ESEBEC2016 Poster Presentations (1) (25 abstracts)
University and Hospital Center of Coimbra, Coimbra, Portugal.
Introduction: Multiple endocrine neoplasia type 1 (MEN 1) is a rare syndrome with autosomal dominant inheritance. It mainly involves the parathyroid glands (90%), the pancreas (60%) and the pituitary (40%). More than 300 different MEN1 germline mutations were already described.
Objective: To characterize families with MEN1 followed at the Department of Endocrinology of the University and Hospital Center of Coimbra, Portugal, from 1990 until 2015.

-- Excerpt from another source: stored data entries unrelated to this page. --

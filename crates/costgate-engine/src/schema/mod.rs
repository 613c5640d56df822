//! Schema model supplied by the schema-derivation layer, and its decorated,
//! immutable form used at request time.

pub mod decorated;
pub mod model;

pub use decorated::{DecoratedField, DecoratedSchema, DecoratedType};
pub use model::{
    FieldDef, FieldMeta, FieldRole, FieldShape, FieldSource, ObjectType, Relation, SchemaModel,
    SmartTags,
};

Methods: Data collection from clinical records of patients admitted to the Department of Endocrinology with a confirmed diagnosis of MEN1.
Results: A total of 14 patients with MEN1 mutation were identified, grouped into five families. Of the patients studied, 50% were women, with a mean age at diagnosis of 35.4±14.3 years. Patients were followed for 11.1±8.8 years after diagnosis and the survival rate was 93%. On average, each patient had 2.7±1.4 tumors. Primary hyperparathyroidism was present in 64% of patients and was the first manifestation in 43%. On the other hand, 43% of patients had pituitary adenoma and this was the initial manifestation in 22% of the cases. Neuroendocrine tumors of the pancreas were found in 43% of the cases (83% nonfunctioning) and were the first manifestation in 7% of the patients. Adenomas of the adrenal glands were found in 50% of the patients, and were the first manifestation in 7% of the cases. Five different mutations were found: c.1546delC, c.1357C> T, 735del14, c.1A> T and c.637delG. The most frequently comorbidities observed were urolithiasis (43%), osteoporosis/osteopenia (36%) and hypertension (21%). Half of the patients studied had evidence of pulmonary nodules and in 43% of these the diagnosis of bronchial carcinoid was confirmed. Metastatic disease occurred in 14% of patients.
Conclusions: MEN1 is a rare entity in which an insightful clinical suspicion is essential to enable timely diagnosis of the syndrome and of its various components, since the prognosis improves with early detection of its characteristic neoplasias.